Jessie, of Scottish and Tongan decent, married into the Japanese Banno
family which had business interests in Tonga and the Pacific. Despite
holding a British passport Jessie chose to accompany her husband and
other Japanese to New Zealand for internment in 1941.
While Jessie’s security classification didn’t require her
to live at the camp, she stayed initially with the women to help them
settle in and often returned to help out.
“There were a few problems at the beginning with the food and
the language, but Edna was great and with infinite patience and kindness
helped them to adjust,” says Jessie.
In 1943 attempts were made to repatriate the Japanese internees via
Australia. Tragedy struck when a US Air Force plane carrying a number
of internees crashed on takeoff from Whenuapai resulting in 14 dead and
16 injured.
Jessie and her husband, who had both been scheduled for a different flight,
were called on to help identify the bodies.
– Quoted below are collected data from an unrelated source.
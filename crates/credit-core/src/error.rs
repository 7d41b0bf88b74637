//! Error types for Credit Core

use thiserror::Error;

#[derive(Error, Debug)]
pub enum CreditError {
    #[error("Invalid input: {0}")]
    InvalidInput(String),

    #[error("Invalid event at index {index}: {reason}")]
    InvalidEvent { index: usize, reason: String },

    #[error("Serialization error: {0}")]
    Serialization(#[from] serde_json::Error),
}

pub type CreditResult<T> = Result<T, CreditError>;
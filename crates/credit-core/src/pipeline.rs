//! End-to-end scoring pipeline
//!
//! raw events -> normalized events -> per-wallet aggregates -> scores.

use std::collections::BTreeMap;

use serde_json::Value;

use crate::aggregate::group_by_wallet;
use crate::error::{CreditError, CreditResult};
use crate::models::{RawEvent, WalletAggregate};
use crate::normalizer::normalize_event;

/// Parse a JSON document holding an array of raw events.
///
/// This is the only structural check in the pipeline: the document must be
/// an array of objects and each object must carry a wallet field. Badly typed
/// fields inside a record are left to the normalizer.
pub fn parse_events(json: &str) -> CreditResult<Vec<RawEvent>> {
    let document: Value = serde_json::from_str(json)?;
    let Value::Array(records) = document else {
        return Err(CreditError::InvalidInput(
            "expected a JSON array of transaction events".to_string(),
        ));
    };

    records
        .into_iter()
        .enumerate()
        .map(|(index, record)| {
            serde_json::from_value(record).map_err(|e| CreditError::InvalidEvent {
                index,
                reason: e.to_string(),
            })
        })
        .collect()
}

/// Normalize, group and aggregate every wallet in `raw_events`.
///
/// Aggregates come back ordered by wallet address.
pub fn compute_wallet_aggregates(raw_events: &[RawEvent]) -> Vec<WalletAggregate> {
    let groups = group_by_wallet(raw_events.iter().map(normalize_event));

    let aggregates: Vec<WalletAggregate> = groups
        .iter()
        .map(|(wallet, events)| WalletAggregate::from_events(wallet.as_str(), events))
        .collect();

    tracing::info!(
        events = raw_events.len(),
        wallets = aggregates.len(),
        "Scored wallets"
    );

    aggregates
}

/// Compute the `wallet -> credit score` mapping for a batch of raw events.
pub fn compute_credit_scores(raw_events: &[RawEvent]) -> BTreeMap<String, u16> {
    compute_wallet_aggregates(raw_events)
        .into_iter()
        .map(|aggregate| (aggregate.wallet, aggregate.credit_score))
        .collect()
}
impl<'a> Parser<'a> {
    fn peek(&self) -> Option<char> {
        self.src[self.pos..].chars().next()
    }

    fn bump(&mut self) -> Option<char> {
        let c = self.peek()?;
        self.pos += c.len_utf8();
        Some(c)
    }

    fn skip_whitespace(&mut self) {
        while let Some(c) = self.peek() {
            if c.is_whitespace() {
                self.pos += c.len_utf8();
            } else {
                break;
            }
        }
    }

    fn unexpected(&self, found: char, offset: usize) -> LiteralError {
        LiteralError::UnexpectedChar { found, offset }
    }

    fn parse_value(&mut self) -> Result<Value> {
        self.skip_whitespace();
        let offset = self.pos;
        match self.peek() {
            None => Err(LiteralError::UnexpectedEnd),
            Some('{') => self.nested(Self::parse_braced),
            Some('[') => self.nested(|p| p.parse_sequence(']')),
            Some('(') => self.nested(|p| p.parse_sequence(')')),
            Some('\'') | Some('"') => self.parse_strings(false),
            Some(c) if c.is_ascii_digit() || matches!(c, '+' | '-' | '.') => self.parse_number(),
            Some(c) if c.is_alphabetic() || c == '_' => self.parse_name(),
            Some(c) => Err(self.unexpected(c, offset)),
        }
    }

    fn nested(&mut self, parse: impl FnOnce(&mut Self) -> Result<Value>) -> Result<Value> {
        if self.depth >= MAX_DEPTH {
            return Err(LiteralError::TooDeep { offset: self.pos });
        }
        self.depth += 1;
        let value = parse(self);
        self.depth -= 1;
        value
    }

    /// `[...]` or `(...)`. A parenthesized single value without a trailing
    /// comma is just that value, as in `(5)`.
    fn parse_sequence(&mut self, close: char) -> Result<Value> {
        self.bump();
        let mut items = Vec::new();
        let mut saw_comma = false;
        loop {
            self.skip_whitespace();
            if self.peek() == Some(close) {
                self.bump();
                break;
            }
            items.push(self.parse_value()?);
            self.skip_whitespace();
            let offset = self.pos;
            match self.bump() {
                Some(',') => saw_comma = true,
                Some(c) if c == close => break,
                Some(c) => return Err(self.unexpected(c, offset)),
                None => return Err(LiteralError::UnexpectedEnd),
            }
        }

        if close == ')' && items.len() == 1 && !saw_comma {
            return Ok(items.remove(0));
        }
        Ok(Value::Array(items))
    }

    /// `{}` is an empty mapping; `{k: v, ...}` a mapping; `{a, b}` a set,
    /// returned as a sequence.
    fn parse_braced(&mut self) -> Result<Value> {
        self.bump();
        self.skip_whitespace();
        if self.peek() == Some('}') {
            self.bump();
            return Ok(Value::Object(Map::new()));
        }

        let mut key_offset = self.pos;
        let first = self.parse_value()?;
        self.skip_whitespace();

        if self.peek() != Some(':') {
            return self.parse_set_tail(first);
        }

        let mut map = Map::new();
        let mut key = first;
        loop {
            self.bump(); // ':'
            let value = self.parse_value()?;
            map.insert(key_to_string(key, key_offset)?, value);

            self.skip_whitespace();
            let offset = self.pos;
            match self.bump() {
                Some('}') => break,
                Some(',') => {
                    self.skip_whitespace();
                    if self.peek() == Some('}') {
                        self.bump();
                        break;
                    }
                    key_offset = self.pos;
                    key = self.parse_value()?;
                    self.skip_whitespace();
                    let offset = self.pos;
                    match self.peek() {
                        Some(':') => {}
                        Some(c) => return Err(self.unexpected(c, offset)),
                        None => return Err(LiteralError::UnexpectedEnd),
                    }
                }
                Some(c) => return Err(self.unexpected(c, offset)),
                None => return Err(LiteralError::UnexpectedEnd),
            }
        }
        Ok(Value::Object(map))
    }

    fn parse_set_tail(&mut self, first: Value) -> Result<Value> {
        let mut items = vec![first];
        loop {
            self.skip_whitespace();
            let offset = self.pos;
            match self.bump() {
                Some('}') => break,
                Some(',') => {
                    self.skip_whitespace();
                    if self.peek() == Some('}') {
                        self.bump();
                        break;
                    }
                    items.push(self.parse_value()?);
                }
                Some(c) => return Err(self.unexpected(c, offset)),
                None => return Err(LiteralError::UnexpectedEnd),
            }
        }
        Ok(Value::Array(items))
    }

    /// One or more adjacent string literals, concatenated.
    fn parse_strings(&mut self, raw: bool) -> Result<Value> {
        let mut out = self.parse_quoted(raw)?;
        loop {
            let save = self.pos;
            self.skip_whitespace();
            match self.peek() {
                Some('\'') | Some('"') => out.push_str(&self.parse_quoted(false)?),
                _ => {
                    self.pos = save;
                    break;
                }
            }
        }
        Ok(Value::String(out))
    }

    fn parse_quoted(&mut self, raw: bool) -> Result<String> {
        let quote = match self.bump() {
            Some(q @ ('\'' | '"')) => q,
            Some(c) => return Err(self.unexpected(c, self.pos - c.len_utf8())),
            None => return Err(LiteralError::UnexpectedEnd),
        };

        let mut out = String::new();
        loop {
            let offset = self.pos;
            match self.bump() {
                None => return Err(LiteralError::UnexpectedEnd),
                Some(c) if c == quote => return Ok(out),
                Some('\n') => return Err(self.unexpected('\n', offset)),
                Some('\\') if raw => {
                    out.push('\\');
                    if let Some(next) = self.bump() {
                        out.push(next);
                    }
                }
                Some('\\') => self.parse_escape(&mut out, offset)?,
                Some(c) => out.push(c),
            }
        }
    }

    fn parse_escape(&mut self, out: &mut String, offset: usize) -> Result<()> {
        let c = self.bump().ok_or(LiteralError::UnexpectedEnd)?;
        match c {
            'n' => out.push('\n'),
            't' => out.push('\t'),
            'r' => out.push('\r'),
            '0' => out.push('\0'),
            'a' => out.push('\x07'),
            'b' => out.push('\x08'),
            'f' => out.push('\x0c'),
            'v' => out.push('\x0b'),
            '\\' | '\'' | '"' => out.push(c),
            '\n' => {}
            'x' => out.push(self.read_hex(2, offset)?),
            'u' => out.push(self.read_hex(4, offset)?),
            'U' => out.push(self.read_hex(8, offset)?),
            // Unknown escapes keep their backslash.
            other => {
                out.push('\\');
                out.push(other);
            }
        }
        Ok(())
    }

    fn read_hex(&mut self, digits: usize, offset: usize) -> Result<char> {
        let text = self
            .src
            .get(self.pos..self.pos + digits)
            .filter(|t| t.chars().all(|c| c.is_ascii_hexdigit()))
            .ok_or(LiteralError::InvalidEscape { offset })?;
        let code =
            u32::from_str_radix(text, 16).map_err(|_| LiteralError::InvalidEscape { offset })?;
        self.pos += digits;
        char::from_u32(code).ok_or(LiteralError::InvalidEscape { offset })
    }

    fn parse_number(&mut self) -> Result<Value> {
        let start = self.pos;
        let mut negative = false;
        if let Some(sign @ ('+' | '-')) = self.peek() {
            negative = sign == '-';
            self.bump();
            self.skip_whitespace();
        }

        let body_start = self.pos;
        let mut prev = '\0';
        while let Some(c) = self.peek() {
            let exponent_sign = matches!(c, '+' | '-')
                && matches!(prev, 'e' | 'E')
                && !self.src[body_start..self.pos].starts_with("0x")
                && !self.src[body_start..self.pos].starts_with("0X");
            if c.is_ascii_alphanumeric() || c == '.' || c == '_' || exponent_sign {
                prev = c;
                self.pos += 1;
            } else {
                break;
            }
        }

        let body = &self.src[body_start..self.pos];
        let invalid = || LiteralError::InvalidNumber {
            text: self.src[start..self.pos].to_string(),
            offset: start,
        };

        match body.chars().next() {
            Some(c) if c.is_ascii_digit() || c == '.' => {}
            _ => return Err(invalid()),
        }
        if body.starts_with('_') || body.ends_with('_') || body.contains("__") {
            return Err(invalid());
        }

        let digits: String = body.chars().filter(|c| *c != '_').collect();
        let lower = digits.to_ascii_lowercase();

        let radix = match lower.get(..2) {
            Some("0x") => Some(16),
            Some("0o") => Some(8),
            Some("0b") => Some(2),
            _ => None,
        };

        if let Some(radix) = radix {
            let magnitude = u128::from_str_radix(&lower[2..], radix).map_err(|_| invalid())?;
            return Ok(integer_value(magnitude, negative));
        }

        if lower.contains(['.', 'e']) {
            let float: f64 = lower.parse().map_err(|_| invalid())?;
            return Ok(float_value(if negative { -float } else { float }));
        }

        if !lower.chars().all(|c| c.is_ascii_digit()) {
            return Err(invalid());
        }
        // `007` is not a literal; `0` and `000` are.
        if lower.starts_with('0') && !lower.trim_start_matches('0').is_empty() {
            return Err(invalid());
        }
        match lower.parse::<u128>() {
            Ok(magnitude) => Ok(integer_value(magnitude, negative)),
            Err(_) => {
                let float: f64 = lower.parse().map_err(|_| invalid())?;
                Ok(float_value(if negative { -float } else { float }))
            }
        }
    }

    fn parse_name(&mut self) -> Result<Value> {
        let start = self.pos;
        while let Some(c) = self.peek() {
            if c.is_alphanumeric() || c == '_' {
                self.pos += c.len_utf8();
            } else {
                break;
            }
        }
        let name = &self.src[start..self.pos];

        match name {
            "True" | "true" => return Ok(Value::Bool(true)),
            "False" | "false" => return Ok(Value::Bool(false)),
            "None" | "null" => return Ok(Value::Null),
            _ => {}
        }

        // String prefixes: u'..', b'..', r'..', rb'..'
        if matches!(self.peek(), Some('\'') | Some('"')) {
            let prefix = name.to_ascii_lowercase();
            if matches!(prefix.as_str(), "u" | "b" | "r" | "rb" | "br") {
                return self.parse_strings(prefix.contains('r'));
            }
        }

        Err(LiteralError::UnsupportedName {
            name: name.to_string(),
            offset: start,
        })
    }
}
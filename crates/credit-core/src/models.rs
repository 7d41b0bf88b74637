//! Data models for the scoring pipeline
//!
//! Events flow through three shapes: the loosely typed [`RawEvent`] as it
//! arrives from an export, the canonical [`NormalizedEvent`], and the
//! per-wallet [`WalletAggregate`] that carries the final credit score.

use chrono::{DateTime, Utc};
use serde::{Deserialize, Deserializer, Serialize};
use serde_json::Value;
use std::fmt;

// =============================================================================
// Input Records
// =============================================================================

/// A transaction event exactly as it appears in a lending protocol export.
///
/// Only the fields the scorer needs are captured; anything else in the record
/// (`txHash`, `network`, `protocol`, ...) is ignored on deserialization.
/// A record without a wallet field is rejected; a wallet or action of the
/// wrong type is kept as text so one odd record cannot fail a batch.
#[derive(Debug, Clone, Deserialize)]
pub struct RawEvent {
    /// Wallet address. Exports name this field `userWallet`.
    #[serde(alias = "userWallet", deserialize_with = "lenient_string")]
    pub wallet: String,

    /// Action kind (e.g., "deposit", "borrow", "liquidationcall")
    #[serde(default, deserialize_with = "lenient_string")]
    pub action: String,

    /// Action payload, either a structured object or its textual encoding
    #[serde(rename = "actionData", alias = "action_data", default)]
    pub action_data: Value,

    /// Seconds since the Unix epoch, as a number or numeric string
    #[serde(default)]
    pub timestamp: Value,
}

/// Strings pass through, `null` becomes empty, anything else its JSON text.
fn lenient_string<'de, D>(deserializer: D) -> Result<String, D::Error>
where
    D: Deserializer<'de>,
{
    Ok(match Value::deserialize(deserializer)? {
        Value::String(s) => s,
        Value::Null => String::new(),
        other => other.to_string(),
    })
}

// =============================================================================
// Normalized Events
// =============================================================================

/// Lending action kind.
///
/// The vocabulary is open: unrecognized actions are kept verbatim in
/// [`Action::Other`] and still count toward a wallet's transaction total.
#[derive(Debug, Clone, PartialEq, Eq, Hash, Serialize)]
#[serde(into = "String")]
pub enum Action {
    Deposit,
    Borrow,
    Repay,
    RedeemUnderlying,
    LiquidationCall,
    Other(String),
}

impl Action {
    pub fn as_str(&self) -> &str {
        match self {
            Action::Deposit => "deposit",
            Action::Borrow => "borrow",
            Action::Repay => "repay",
            Action::RedeemUnderlying => "redeemunderlying",
            Action::LiquidationCall => "liquidationcall",
            Action::Other(action) => action,
        }
    }
}

impl From<&str> for Action {
    /// Case-sensitive: "Deposit" is not a deposit.
    fn from(s: &str) -> Self {
        match s {
            "deposit" => Action::Deposit,
            "borrow" => Action::Borrow,
            "repay" => Action::Repay,
            "redeemunderlying" => Action::RedeemUnderlying,
            "liquidationcall" => Action::LiquidationCall,
            other => Action::Other(other.to_string()),
        }
    }
}

impl From<Action> for String {
    fn from(action: Action) -> Self {
        action.as_str().to_string()
    }
}

impl fmt::Display for Action {
    fn fmt(&self, f: &mut fmt::Formatter<'_>) -> fmt::Result {
        f.write_str(self.as_str())
    }
}

/// Canonical form of a single event.
#[derive(Debug, Clone, PartialEq, Serialize)]
pub struct NormalizedEvent {
    pub wallet: String,
    pub action: Action,

    /// Token amount in whole units (base units / 1,000,000), never negative
    pub amount: f64,

    pub timestamp: DateTime<Utc>,

    /// True iff the action is a liquidation call
    pub is_liquidation: bool,
}

impl NormalizedEvent {
    pub fn new(
        wallet: impl Into<String>,
        action: Action,
        amount: f64,
        timestamp: DateTime<Utc>,
    ) -> Self {
        let is_liquidation = action == Action::LiquidationCall;
        Self {
            wallet: wallet.into(),
            action,
            amount,
            timestamp,
            is_liquidation,
        }
    }
}

// =============================================================================
// Wallet Aggregates
// =============================================================================

/// Behavioral statistics for one wallet, reduced from all of its events.
#[derive(Debug, Clone, PartialEq, Serialize)]
pub struct WalletAggregate {
    pub wallet: String,

    pub num_transactions: usize,
    pub num_deposits: usize,
    pub num_borrows: usize,
    pub num_repays: usize,
    pub num_redeems: usize,
    pub num_liquidations: usize,

    pub total_deposit_amount: f64,
    pub total_borrow_amount: f64,
    pub total_repay_amount: f64,
    pub total_redeem_amount: f64,

    pub first_tx_time: DateTime<Utc>,
    pub last_tx_time: DateTime<Utc>,

    /// Repaid amount over borrowed amount (borrowed floored at 1 when zero)
    pub repay_borrow_ratio: f64,
    pub deposit_redeem_ratio: f64,
    pub borrow_deposit_ratio: f64,

    /// Seconds between first and last event divided by the event count
    pub avg_time_between_txs: f64,

    pub is_liquidated: bool,

    /// Final score (0-1000, higher = lower risk)
    pub credit_score: u16,
}
//! Numeric primitives shared by scripts and particles

use serde::{Deserialize, Serialize};
use std::ops::{Add, AddAssign, Div, Mul, Neg, Sub};

/// A 2D vector
#[derive(Clone, Copy, Debug, Default, PartialEq, Serialize, Deserialize)]
pub struct Vec2 {
    pub x: f32,
    pub y: f32,
}

impl Vec2 {
    pub const ZERO: Self = Self { x: 0.0, y: 0.0 };

    pub const fn new(x: f32, y: f32) -> Self {
        Self { x, y }
    }
}

/// A 3D vector
#[derive(Clone, Copy, Debug, Default, PartialEq, Serialize, Deserialize)]
pub struct Vec3 {
    pub x: f32,
    pub y: f32,
    pub z: f32,
}

impl Vec3 {
    pub const ZERO: Self = Self::splat(0.0);
    pub const ONE: Self = Self::splat(1.0);
    pub const UNIT_X: Self = Self::new(1.0, 0.0, 0.0);
    pub const UNIT_Y: Self = Self::new(0.0, 1.0, 0.0);
    pub const UNIT_Z: Self = Self::new(0.0, 0.0, 1.0);

    pub const fn new(x: f32, y: f32, z: f32) -> Self {
        Self { x, y, z }
    }

    pub const fn splat(v: f32) -> Self {
        Self::new(v, v, v)
    }

    pub fn from_array([x, y, z]: [f32; 3]) -> Self {
        Self::new(x, y, z)
    }

    pub fn to_array(&self) -> [f32; 3] {
        [self.x, self.y, self.z]
    }

    fn map(self, f: impl Fn(f32) -> f32) -> Self {
        Self::new(f(self.x), f(self.y), f(self.z))
    }

    fn zip(self, other: Self, f: impl Fn(f32, f32) -> f32) -> Self {
        Self::new(f(self.x, other.x), f(self.y, other.y), f(self.z, other.z))
    }

    pub fn length(&self) -> f32 {
        self.dot(self).sqrt()
    }

    /// Unit vector in the same direction; zero stays zero
    pub fn normalized(&self) -> Self {
        match self.length() {
            len if len > 0.0 => *self / len,
            _ => Self::ZERO,
        }
    }

    pub fn dot(&self, other: &Self) -> f32 {
        let p = self.zip(*other, |a, b| a * b);
        p.x + p.y + p.z
    }

    pub fn cross(&self, other: &Self) -> Self {
        Self::new(
            self.y * other.z - self.z * other.y,
            self.z * other.x - self.x * other.z,
            self.x * other.y - self.y * other.x,
        )
    }
}

macro_rules! componentwise {
    ($($trait:ident :: $method:ident => $op:tt),* $(,)?) => {
        $(
            impl $trait for Vec3 {
                type Output = Self;
                fn $method(self, rhs: Self) -> Self {
                    self.zip(rhs, |a, b| a $op b)
                }
            }
        )*
    };
}

macro_rules! scalar {
    ($($trait:ident :: $method:ident => $op:tt),* $(,)?) => {
        $(
            impl $trait<f32> for Vec3 {
                type Output = Self;
                fn $method(self, rhs: f32) -> Self {
                    self.map(|a| a $op rhs)
                }
            }
        )*
    };
}

componentwise!(Add::add => +, Sub::sub => -);
scalar!(Mul::mul => *, Div::div => /);

impl AddAssign for Vec3 {
    fn add_assign(&mut self, rhs: Self) {
        *self = *self + rhs;
    }
}

impl Neg for Vec3 {
    type Output = Self;
    fn neg(self) -> Self {
        self.map(|a| -a)
    }
}

/// RGBA color
#[derive(Clone, Copy, Debug, PartialEq, Serialize, Deserialize)]
pub struct Color {
    pub r: f32,
    pub g: f32,
    pub b: f32,
    pub a: f32,
}

impl Color {
    pub const WHITE: Self = Self::rgb(1.0, 1.0, 1.0);
    pub const BLACK: Self = Self::rgb(0.0, 0.0, 0.0);

    pub const fn new(r: f32, g: f32, b: f32, a: f32) -> Self {
        Self { r, g, b, a }
    }

    pub const fn rgb(r: f32, g: f32, b: f32) -> Self {
        Self { r, g, b, a: 1.0 }
    }

    pub fn to_array(&self) -> [f32; 4] {
        [self.r, self.g, self.b, self.a]
    }

    /// Channel-wise linear blend; `t = 0` gives `self`
    pub fn lerp(self, other: Self, t: f32) -> Self {
        let [r, g, b, a] = self.to_array();
        let [r2, g2, b2, a2] = other.to_array();
        Self::new(
            r + (r2 - r) * t,
            g + (g2 - g) * t,
            b + (b2 - b) * t,
            a + (a2 - a) * t,
        )
    }

    /// Each channel clamped into `[0, 1]`
    pub fn clamped(&self) -> Self {
        let [r, g, b, a] = self.to_array().map(|c| c.clamp(0.0, 1.0));
        Self::new(r, g, b, a)
    }
}

impl Default for Color {
    fn default() -> Self {
        Self::WHITE
    }
}

#[cfg(test)]
mod tests {
    use super::*;

    #[test]
    fn test_vec3_operations() {
        let v1 = Vec3::new(1.0, 2.0, 3.0);
        let v2 = Vec3::new(4.0, 5.0, 6.0);

        let sum = v1 + v2;
        assert_eq!(sum, Vec3::new(5.0, 7.0, 9.0));

        let diff = v2 - v1;
        assert_eq!(diff, Vec3::new(3.0, 3.0, 3.0));

        let scaled = v1 * 2.0;
        assert_eq!(scaled, Vec3::new(2.0, 4.0, 6.0));

        assert_eq!(scaled / 2.0, v1);
        assert_eq!(-v1, Vec3::new(-1.0, -2.0, -3.0));
    }

    #[test]
    fn test_normalized_zero_vector() {
        assert_eq!(Vec3::ZERO.normalized(), Vec3::ZERO);
        let n = Vec3::new(0.0, 3.0, 4.0).normalized();
        assert!((n.length() - 1.0).abs() < 1e-6);
    }

    #[test]
    fn test_color_lerp_midpoint() {
        let mid = Color::WHITE.lerp(Color::new(0.0, 0.0, 0.0, 0.0), 0.5);
        assert_eq!(mid, Color::new(0.5, 0.5, 0.5, 0.5));
        assert_eq!(Color::WHITE.lerp(Color::BLACK, 1.0), Color::BLACK);
    }

    #[test]
    fn test_color_clamped() {
        let c = Color::new(1.5, -0.2, 0.5, 2.0).clamped();
        assert_eq!(c, Color::new(1.0, 0.0, 0.5, 1.0));
    }
}
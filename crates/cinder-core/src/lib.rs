//! Cinder Core - Foundational types for Cinder particle scripts
//!
//! This crate provides the core types that all other Cinder crates depend on:
//! - `Vec2`, `Vec3`, `Color` - Numeric primitives
//! - Token parsing and number formatting for the script format
//! - `AttributeWriter` - Indented attribute line sink used by the writer
//! - Error types and Result alias

mod error;
pub mod tokens;
mod types;

pub use error::{CinderError, Result};
pub use tokens::AttributeWriter;
pub use types::{Color, Vec2, Vec3};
Among the dead were two women and four children who had been at the
South Auckland internment camp. Jessie also acted as an interpreter for
the injured in hospital.
Jessie and her husband spent the rest of the war at an Australian internment
camp. When the war ended they went to live in Japan. Recalling her wartime
experiences, Jessie says: “It was shock, but that’s war and
we survived. Edna was a firm but fair person to work with.
Edna retired from NZ Police in 1966 and died in 1995, aged 89. She was
represented at Jessie’s presentation by her niece Christine Charlton.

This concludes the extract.